SOURCE MATERIAL ::

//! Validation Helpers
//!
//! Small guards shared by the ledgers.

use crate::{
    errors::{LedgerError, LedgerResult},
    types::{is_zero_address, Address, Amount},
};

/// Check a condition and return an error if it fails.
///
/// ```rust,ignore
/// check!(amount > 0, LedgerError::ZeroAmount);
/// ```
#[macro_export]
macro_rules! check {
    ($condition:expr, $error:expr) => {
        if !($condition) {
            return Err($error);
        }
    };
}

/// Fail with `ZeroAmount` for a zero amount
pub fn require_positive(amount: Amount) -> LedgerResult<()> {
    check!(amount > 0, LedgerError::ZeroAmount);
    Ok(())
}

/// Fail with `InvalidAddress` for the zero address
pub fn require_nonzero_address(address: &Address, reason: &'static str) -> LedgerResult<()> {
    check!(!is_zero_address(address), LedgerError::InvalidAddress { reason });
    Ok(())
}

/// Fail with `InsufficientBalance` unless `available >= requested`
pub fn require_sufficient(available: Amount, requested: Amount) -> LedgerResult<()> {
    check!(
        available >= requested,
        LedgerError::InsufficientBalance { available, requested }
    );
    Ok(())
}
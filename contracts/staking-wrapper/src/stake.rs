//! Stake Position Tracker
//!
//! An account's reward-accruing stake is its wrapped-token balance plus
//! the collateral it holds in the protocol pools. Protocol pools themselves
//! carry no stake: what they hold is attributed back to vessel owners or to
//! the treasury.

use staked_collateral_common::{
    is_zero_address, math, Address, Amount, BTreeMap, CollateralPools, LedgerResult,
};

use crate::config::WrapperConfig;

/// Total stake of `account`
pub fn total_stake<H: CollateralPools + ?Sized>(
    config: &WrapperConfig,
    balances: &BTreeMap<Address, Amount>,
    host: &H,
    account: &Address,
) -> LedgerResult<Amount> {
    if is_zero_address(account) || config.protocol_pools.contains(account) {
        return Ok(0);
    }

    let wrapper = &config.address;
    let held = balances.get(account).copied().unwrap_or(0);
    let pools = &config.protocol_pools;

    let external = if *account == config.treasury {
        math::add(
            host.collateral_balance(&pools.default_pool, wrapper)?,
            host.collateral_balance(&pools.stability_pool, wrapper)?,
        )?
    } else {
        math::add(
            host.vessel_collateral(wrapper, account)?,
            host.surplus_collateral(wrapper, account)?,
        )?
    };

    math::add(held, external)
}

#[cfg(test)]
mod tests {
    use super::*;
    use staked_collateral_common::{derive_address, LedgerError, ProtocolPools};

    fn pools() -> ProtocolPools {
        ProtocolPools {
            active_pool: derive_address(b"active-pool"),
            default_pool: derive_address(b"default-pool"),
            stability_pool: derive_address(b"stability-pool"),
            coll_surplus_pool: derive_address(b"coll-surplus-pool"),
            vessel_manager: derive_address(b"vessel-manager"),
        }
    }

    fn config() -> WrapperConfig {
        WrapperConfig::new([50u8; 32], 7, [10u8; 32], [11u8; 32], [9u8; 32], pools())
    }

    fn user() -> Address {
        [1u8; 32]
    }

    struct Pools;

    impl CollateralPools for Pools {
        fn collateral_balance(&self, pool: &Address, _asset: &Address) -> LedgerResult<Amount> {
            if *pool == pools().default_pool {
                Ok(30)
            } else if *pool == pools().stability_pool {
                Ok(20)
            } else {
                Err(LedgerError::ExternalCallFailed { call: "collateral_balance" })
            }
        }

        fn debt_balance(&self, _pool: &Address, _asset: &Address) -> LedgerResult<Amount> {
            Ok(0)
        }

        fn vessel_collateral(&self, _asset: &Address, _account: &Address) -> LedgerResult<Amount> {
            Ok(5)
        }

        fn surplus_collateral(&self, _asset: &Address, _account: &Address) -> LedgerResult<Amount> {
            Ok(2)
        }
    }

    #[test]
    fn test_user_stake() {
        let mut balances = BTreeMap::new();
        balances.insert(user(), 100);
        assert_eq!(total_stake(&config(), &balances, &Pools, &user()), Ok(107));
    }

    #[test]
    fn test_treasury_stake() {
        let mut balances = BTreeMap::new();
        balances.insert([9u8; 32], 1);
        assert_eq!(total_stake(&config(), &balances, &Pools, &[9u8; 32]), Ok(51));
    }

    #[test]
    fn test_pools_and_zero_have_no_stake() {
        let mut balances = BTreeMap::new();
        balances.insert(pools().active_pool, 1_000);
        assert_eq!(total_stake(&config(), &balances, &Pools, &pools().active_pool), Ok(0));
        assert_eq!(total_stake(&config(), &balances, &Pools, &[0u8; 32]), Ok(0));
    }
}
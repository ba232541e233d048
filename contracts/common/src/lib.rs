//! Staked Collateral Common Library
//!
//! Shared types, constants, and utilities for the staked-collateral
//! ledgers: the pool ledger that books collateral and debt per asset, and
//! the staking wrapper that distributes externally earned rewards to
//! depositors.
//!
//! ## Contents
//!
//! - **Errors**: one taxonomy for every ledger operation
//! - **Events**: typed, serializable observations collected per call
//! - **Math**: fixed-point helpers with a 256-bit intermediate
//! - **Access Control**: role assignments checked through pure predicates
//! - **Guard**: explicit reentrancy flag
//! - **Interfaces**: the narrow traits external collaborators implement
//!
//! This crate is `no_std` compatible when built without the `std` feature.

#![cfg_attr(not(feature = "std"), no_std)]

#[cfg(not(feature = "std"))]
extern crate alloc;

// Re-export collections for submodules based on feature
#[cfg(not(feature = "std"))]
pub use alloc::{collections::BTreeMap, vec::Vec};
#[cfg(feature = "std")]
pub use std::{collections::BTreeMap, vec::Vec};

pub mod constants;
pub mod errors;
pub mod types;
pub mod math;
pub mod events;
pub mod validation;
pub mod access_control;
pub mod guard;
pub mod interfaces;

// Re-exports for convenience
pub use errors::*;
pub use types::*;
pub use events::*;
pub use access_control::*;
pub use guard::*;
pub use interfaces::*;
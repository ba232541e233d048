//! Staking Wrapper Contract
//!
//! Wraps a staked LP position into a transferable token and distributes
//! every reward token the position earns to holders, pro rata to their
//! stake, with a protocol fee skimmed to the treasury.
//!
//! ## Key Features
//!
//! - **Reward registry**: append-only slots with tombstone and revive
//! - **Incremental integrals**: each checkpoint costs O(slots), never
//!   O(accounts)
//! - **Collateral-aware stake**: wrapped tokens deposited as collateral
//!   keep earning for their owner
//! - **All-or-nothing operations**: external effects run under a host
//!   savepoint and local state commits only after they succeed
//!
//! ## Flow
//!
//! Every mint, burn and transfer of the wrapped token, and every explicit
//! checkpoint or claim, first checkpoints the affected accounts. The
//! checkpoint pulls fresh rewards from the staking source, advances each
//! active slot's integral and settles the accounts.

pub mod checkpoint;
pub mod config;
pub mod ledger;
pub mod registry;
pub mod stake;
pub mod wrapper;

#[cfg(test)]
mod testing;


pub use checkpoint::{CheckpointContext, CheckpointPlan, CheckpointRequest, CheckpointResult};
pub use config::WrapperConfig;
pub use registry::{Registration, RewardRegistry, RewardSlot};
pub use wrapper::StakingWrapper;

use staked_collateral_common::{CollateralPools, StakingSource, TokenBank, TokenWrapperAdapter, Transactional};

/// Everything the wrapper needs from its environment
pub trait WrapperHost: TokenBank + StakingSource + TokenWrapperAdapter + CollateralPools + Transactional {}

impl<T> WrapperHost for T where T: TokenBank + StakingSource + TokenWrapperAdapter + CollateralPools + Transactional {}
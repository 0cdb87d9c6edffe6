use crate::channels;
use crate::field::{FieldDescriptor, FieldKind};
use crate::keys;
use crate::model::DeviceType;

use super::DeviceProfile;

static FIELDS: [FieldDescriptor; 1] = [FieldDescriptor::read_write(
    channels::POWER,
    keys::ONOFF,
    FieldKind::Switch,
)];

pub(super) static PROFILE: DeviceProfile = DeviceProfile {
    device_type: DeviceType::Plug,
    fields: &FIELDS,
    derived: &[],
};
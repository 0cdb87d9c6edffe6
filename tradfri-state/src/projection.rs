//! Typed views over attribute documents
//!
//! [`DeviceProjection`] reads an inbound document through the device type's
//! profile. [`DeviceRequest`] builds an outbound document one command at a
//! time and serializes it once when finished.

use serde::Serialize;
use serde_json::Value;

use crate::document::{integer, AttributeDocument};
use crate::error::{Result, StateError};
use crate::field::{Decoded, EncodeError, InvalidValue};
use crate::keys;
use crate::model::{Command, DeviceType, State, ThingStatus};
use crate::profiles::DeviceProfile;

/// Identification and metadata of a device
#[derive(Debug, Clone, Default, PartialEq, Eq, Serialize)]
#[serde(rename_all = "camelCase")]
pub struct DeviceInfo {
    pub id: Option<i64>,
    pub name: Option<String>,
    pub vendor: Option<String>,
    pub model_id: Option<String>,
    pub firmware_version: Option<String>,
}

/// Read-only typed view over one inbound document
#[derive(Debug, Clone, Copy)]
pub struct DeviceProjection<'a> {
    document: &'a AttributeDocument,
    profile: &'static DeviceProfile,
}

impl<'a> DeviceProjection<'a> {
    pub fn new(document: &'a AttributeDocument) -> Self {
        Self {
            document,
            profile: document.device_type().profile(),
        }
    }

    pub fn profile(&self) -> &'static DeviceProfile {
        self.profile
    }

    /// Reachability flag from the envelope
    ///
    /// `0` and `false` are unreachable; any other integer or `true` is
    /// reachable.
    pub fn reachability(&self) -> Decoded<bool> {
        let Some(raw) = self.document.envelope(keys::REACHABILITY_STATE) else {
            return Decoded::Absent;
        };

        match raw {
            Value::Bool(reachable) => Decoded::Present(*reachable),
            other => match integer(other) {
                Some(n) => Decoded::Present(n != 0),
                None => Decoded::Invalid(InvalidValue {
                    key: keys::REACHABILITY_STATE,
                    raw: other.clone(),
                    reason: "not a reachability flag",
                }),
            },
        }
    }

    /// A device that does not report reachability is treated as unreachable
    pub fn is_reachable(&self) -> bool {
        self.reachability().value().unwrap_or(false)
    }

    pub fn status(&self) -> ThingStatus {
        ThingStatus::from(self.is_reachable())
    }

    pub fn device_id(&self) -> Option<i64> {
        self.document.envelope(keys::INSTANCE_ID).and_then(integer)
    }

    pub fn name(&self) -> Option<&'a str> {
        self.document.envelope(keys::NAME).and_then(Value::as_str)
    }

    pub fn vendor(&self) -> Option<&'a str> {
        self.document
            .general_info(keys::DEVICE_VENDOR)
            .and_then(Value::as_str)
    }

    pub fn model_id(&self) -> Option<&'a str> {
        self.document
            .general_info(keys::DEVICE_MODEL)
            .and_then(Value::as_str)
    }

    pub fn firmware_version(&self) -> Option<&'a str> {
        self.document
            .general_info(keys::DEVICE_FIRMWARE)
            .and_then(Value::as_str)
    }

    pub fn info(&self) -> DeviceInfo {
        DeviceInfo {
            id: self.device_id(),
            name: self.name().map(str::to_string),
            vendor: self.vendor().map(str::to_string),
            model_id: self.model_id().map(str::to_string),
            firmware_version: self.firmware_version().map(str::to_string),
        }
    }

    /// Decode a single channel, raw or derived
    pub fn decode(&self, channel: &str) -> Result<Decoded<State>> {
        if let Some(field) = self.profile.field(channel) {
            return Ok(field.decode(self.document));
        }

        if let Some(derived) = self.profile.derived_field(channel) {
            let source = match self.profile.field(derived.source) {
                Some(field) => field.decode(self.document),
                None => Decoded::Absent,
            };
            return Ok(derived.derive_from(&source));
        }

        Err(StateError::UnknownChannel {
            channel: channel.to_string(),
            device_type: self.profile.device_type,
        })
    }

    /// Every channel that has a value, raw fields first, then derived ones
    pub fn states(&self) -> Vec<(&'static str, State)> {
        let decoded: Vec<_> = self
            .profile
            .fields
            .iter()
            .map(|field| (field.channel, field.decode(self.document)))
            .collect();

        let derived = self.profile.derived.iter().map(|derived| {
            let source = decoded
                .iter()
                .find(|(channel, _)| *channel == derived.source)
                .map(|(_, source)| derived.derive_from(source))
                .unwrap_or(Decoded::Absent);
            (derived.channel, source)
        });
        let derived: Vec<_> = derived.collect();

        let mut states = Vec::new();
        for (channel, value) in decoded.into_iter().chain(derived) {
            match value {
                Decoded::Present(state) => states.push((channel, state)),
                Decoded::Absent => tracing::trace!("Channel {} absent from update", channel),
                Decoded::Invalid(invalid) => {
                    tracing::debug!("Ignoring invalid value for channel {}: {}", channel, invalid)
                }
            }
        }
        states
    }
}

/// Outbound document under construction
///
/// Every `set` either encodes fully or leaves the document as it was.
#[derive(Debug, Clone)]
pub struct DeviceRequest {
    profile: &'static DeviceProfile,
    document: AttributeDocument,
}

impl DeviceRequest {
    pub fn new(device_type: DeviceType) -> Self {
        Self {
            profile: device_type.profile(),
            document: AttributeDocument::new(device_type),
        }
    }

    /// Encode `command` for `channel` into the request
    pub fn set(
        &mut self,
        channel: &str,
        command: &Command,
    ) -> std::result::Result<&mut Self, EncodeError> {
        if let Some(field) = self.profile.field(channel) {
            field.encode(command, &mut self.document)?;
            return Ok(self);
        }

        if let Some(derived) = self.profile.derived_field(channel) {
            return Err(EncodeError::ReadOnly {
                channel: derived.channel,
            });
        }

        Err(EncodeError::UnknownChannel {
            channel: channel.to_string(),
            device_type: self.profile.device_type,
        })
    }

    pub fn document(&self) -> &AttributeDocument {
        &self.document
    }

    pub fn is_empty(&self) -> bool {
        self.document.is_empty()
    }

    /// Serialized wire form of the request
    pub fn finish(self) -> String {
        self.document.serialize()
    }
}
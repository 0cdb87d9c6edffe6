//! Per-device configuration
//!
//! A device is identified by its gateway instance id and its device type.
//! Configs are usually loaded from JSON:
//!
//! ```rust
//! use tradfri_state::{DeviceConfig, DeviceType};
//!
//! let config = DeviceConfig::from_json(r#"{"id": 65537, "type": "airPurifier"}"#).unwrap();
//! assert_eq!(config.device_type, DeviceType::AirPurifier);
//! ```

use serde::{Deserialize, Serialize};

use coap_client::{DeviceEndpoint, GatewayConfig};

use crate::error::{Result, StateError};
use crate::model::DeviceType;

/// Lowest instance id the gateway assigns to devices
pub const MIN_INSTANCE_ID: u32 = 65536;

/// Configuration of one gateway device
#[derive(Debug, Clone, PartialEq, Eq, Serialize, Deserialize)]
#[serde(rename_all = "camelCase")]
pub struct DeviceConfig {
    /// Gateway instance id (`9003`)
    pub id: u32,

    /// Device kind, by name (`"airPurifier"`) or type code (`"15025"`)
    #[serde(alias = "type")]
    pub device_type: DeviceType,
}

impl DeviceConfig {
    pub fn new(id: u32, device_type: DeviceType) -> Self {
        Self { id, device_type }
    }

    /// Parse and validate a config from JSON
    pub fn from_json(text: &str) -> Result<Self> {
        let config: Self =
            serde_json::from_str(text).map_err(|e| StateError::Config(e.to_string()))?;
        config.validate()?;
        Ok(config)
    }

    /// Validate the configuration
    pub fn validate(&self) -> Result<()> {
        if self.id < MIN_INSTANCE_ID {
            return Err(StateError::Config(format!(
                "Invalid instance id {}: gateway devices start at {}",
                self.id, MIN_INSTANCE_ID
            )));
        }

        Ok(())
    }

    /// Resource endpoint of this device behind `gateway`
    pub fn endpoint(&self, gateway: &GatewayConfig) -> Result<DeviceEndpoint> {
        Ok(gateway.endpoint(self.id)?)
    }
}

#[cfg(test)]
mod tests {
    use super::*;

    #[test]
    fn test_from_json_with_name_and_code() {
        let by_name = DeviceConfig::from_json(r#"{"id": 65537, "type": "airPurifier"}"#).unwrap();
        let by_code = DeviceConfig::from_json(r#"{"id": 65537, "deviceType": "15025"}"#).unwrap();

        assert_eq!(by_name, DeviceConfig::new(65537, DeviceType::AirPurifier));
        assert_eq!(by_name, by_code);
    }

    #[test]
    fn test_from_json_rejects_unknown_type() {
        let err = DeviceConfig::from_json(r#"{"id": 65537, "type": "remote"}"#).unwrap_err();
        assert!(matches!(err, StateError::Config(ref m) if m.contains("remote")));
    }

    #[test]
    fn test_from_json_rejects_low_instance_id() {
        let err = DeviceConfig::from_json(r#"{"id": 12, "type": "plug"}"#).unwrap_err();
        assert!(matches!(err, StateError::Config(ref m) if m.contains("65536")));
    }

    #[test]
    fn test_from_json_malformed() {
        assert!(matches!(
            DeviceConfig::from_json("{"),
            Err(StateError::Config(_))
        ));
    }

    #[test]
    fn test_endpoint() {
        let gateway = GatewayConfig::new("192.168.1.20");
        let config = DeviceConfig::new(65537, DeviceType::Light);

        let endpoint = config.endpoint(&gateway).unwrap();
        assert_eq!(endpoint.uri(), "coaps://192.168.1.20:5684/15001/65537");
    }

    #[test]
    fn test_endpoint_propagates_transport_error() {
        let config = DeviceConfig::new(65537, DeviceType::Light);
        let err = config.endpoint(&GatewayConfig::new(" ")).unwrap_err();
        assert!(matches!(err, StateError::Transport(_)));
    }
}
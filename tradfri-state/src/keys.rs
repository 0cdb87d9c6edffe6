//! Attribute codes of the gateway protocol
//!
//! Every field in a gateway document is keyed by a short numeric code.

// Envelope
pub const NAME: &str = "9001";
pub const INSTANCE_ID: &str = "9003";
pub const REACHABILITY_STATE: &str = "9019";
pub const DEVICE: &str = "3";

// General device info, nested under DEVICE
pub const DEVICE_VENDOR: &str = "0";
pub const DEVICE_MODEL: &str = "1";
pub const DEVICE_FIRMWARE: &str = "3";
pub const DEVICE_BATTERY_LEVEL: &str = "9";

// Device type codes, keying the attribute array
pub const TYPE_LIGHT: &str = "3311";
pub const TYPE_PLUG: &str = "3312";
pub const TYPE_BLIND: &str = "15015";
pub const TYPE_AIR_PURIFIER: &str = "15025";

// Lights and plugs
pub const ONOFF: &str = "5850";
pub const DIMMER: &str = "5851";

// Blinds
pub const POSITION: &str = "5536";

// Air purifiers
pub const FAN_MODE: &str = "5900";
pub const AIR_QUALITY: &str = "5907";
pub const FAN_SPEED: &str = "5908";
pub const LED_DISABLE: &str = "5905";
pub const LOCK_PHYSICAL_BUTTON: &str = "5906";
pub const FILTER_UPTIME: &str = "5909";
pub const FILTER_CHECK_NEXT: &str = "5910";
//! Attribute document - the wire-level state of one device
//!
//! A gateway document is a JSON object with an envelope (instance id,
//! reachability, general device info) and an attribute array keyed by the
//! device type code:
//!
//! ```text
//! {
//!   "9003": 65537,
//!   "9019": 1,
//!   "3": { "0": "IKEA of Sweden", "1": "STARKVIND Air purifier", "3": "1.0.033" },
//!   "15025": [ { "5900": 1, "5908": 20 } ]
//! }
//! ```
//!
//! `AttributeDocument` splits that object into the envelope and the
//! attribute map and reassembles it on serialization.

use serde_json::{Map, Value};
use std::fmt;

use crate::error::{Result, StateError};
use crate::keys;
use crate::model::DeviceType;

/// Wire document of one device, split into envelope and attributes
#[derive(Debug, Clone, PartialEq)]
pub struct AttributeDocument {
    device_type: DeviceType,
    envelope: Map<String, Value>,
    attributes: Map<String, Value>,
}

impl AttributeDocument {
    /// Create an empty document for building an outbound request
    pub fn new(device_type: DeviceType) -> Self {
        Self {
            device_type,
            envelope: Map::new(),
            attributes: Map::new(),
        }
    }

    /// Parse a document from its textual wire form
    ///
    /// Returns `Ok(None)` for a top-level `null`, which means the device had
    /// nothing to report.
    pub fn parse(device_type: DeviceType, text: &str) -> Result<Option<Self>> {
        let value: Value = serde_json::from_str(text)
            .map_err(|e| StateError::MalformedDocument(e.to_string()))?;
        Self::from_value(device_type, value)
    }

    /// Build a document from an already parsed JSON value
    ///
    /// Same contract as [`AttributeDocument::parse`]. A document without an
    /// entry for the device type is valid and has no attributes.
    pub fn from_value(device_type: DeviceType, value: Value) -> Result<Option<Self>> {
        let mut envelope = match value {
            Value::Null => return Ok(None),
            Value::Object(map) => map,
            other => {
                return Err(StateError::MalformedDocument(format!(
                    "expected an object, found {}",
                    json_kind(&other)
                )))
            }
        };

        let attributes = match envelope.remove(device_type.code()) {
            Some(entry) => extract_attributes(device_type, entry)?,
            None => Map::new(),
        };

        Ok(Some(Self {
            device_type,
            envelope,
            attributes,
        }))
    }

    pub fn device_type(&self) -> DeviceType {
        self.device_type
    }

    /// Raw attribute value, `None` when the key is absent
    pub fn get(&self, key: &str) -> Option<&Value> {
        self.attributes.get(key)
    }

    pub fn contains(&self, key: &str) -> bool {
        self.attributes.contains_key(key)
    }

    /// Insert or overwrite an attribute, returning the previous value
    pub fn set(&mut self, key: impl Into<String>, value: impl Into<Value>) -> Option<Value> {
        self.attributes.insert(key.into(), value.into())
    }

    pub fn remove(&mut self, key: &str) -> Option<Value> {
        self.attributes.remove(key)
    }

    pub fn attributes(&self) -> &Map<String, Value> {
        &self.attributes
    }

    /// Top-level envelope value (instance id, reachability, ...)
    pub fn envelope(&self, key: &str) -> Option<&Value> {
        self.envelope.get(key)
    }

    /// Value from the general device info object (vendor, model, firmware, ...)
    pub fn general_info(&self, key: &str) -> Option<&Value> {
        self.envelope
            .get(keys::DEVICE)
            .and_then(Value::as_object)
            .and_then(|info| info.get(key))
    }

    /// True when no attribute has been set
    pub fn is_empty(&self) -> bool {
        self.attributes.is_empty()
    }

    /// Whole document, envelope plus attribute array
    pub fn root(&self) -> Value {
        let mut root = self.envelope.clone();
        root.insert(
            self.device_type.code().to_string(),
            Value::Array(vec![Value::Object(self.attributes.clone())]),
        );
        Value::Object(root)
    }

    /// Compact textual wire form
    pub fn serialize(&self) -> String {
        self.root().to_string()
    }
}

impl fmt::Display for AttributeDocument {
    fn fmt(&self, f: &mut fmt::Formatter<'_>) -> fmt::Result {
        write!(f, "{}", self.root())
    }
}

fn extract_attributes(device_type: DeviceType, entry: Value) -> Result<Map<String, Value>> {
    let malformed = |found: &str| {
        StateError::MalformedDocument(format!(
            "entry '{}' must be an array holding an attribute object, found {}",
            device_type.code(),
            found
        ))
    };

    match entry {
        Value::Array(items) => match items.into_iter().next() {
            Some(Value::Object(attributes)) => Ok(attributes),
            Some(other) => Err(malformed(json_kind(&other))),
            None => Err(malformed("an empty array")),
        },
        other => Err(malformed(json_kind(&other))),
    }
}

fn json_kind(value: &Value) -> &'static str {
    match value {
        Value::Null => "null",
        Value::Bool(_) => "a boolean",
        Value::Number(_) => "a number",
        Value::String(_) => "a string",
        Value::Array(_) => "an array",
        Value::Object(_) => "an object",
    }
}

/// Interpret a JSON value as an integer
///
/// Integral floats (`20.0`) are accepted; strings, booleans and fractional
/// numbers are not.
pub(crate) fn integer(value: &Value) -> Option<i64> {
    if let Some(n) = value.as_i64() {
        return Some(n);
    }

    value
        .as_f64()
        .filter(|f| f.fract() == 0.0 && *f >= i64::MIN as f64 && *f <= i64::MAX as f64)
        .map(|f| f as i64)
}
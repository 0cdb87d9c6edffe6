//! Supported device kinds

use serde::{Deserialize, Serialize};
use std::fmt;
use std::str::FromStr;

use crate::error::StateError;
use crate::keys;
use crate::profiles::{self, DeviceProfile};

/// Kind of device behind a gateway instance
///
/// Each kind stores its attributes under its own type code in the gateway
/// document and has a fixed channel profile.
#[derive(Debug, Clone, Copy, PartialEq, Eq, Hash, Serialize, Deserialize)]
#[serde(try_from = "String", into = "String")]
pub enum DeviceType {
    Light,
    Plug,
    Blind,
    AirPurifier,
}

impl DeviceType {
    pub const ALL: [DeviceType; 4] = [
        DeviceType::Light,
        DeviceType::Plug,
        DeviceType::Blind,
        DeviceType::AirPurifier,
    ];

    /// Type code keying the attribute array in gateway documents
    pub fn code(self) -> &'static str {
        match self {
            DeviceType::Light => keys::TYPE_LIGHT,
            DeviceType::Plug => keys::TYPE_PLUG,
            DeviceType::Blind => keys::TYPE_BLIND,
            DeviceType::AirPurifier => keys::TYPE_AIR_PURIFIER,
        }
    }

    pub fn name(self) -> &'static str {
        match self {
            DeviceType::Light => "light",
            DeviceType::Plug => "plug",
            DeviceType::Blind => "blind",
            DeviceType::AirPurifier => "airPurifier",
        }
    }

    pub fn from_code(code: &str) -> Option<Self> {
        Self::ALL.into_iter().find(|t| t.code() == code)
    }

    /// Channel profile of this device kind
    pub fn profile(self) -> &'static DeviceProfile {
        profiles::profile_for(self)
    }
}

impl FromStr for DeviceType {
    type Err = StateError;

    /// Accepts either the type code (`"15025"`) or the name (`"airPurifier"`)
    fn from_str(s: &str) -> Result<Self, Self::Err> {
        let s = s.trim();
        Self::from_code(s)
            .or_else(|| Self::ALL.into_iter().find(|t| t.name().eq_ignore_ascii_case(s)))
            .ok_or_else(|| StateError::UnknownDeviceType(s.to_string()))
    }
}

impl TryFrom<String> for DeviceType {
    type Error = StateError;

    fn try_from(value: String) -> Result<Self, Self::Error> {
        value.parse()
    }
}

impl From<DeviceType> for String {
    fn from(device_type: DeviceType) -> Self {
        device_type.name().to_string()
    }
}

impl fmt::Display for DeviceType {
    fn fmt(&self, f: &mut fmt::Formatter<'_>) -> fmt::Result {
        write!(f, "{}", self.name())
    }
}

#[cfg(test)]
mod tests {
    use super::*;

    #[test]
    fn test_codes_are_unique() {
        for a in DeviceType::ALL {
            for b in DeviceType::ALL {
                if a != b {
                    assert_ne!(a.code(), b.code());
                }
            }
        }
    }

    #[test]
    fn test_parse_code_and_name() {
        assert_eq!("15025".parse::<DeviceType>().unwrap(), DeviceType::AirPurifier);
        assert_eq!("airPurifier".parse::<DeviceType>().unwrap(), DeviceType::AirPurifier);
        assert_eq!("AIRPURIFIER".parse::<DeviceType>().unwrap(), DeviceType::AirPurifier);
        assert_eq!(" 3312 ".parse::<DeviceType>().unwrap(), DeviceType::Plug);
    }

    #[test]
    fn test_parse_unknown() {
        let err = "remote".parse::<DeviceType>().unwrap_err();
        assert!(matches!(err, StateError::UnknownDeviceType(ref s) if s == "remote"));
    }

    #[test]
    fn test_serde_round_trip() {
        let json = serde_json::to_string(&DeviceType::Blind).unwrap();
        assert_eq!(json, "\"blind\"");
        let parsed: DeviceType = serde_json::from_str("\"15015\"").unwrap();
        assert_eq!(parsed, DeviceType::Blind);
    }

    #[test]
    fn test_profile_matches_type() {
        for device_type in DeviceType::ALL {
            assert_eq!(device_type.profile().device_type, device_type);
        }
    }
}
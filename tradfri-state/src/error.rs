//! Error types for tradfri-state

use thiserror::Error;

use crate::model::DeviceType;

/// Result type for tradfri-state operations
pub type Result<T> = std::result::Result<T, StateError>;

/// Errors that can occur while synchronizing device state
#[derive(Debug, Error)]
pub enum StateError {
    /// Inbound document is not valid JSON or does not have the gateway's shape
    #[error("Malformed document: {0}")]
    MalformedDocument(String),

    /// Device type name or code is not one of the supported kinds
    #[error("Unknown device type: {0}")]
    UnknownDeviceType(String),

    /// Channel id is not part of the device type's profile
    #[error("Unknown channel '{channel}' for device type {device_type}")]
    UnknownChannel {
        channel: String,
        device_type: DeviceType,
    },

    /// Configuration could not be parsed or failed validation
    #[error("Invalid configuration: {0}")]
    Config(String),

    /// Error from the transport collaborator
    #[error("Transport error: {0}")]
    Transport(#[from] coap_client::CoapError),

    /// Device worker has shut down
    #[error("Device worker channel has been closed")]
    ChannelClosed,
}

INSTRUCTIONS FOR THE TASK :: Extract exactly and only the lines above from the line containing "pub fn get(&self, key: &str)" through the line containing "pub fn root(&self)", both end lines included.

ANSWER FOR THE TASK ::
    pub fn get(&self, key: &str) -> Option<&Value> {
        self.attributes.get(key)
    }

    pub fn contains(&self, key: &str) -> bool {
        self.attributes.contains_key(key)
    }

    /// Insert or overwrite an attribute, returning the previous value
    pub fn set(&mut self, key: impl Into<String>, value: impl Into<Value>) -> Option<Value> {
        self.attributes.insert(key.into(), value.into())
    }

    pub fn remove(&mut self, key: &str) -> Option<Value> {
        self.attributes.remove(key)
    }

    pub fn attributes(&self) -> &Map<String, Value> {
        &self.attributes
    }

    /// Top-level envelope value (instance id, reachability, ...)
    pub fn envelope(&self, key: &str) -> Option<&Value> {
        self.envelope.get(key)
    }

    /// Value from the general device info object (vendor, model, firmware, ...)
    pub fn general_info(&self, key: &str) -> Option<&Value> {
        self.envelope
            .get(keys::DEVICE)
            .and_then(Value::as_object)
            .and_then(|info| info.get(key))
    }

    /// True when no attribute has been set
    pub fn is_empty(&self) -> bool {
        self.attributes.is_empty()
    }

    /// Whole document, envelope plus attribute array
    pub fn root(&self) -> Value {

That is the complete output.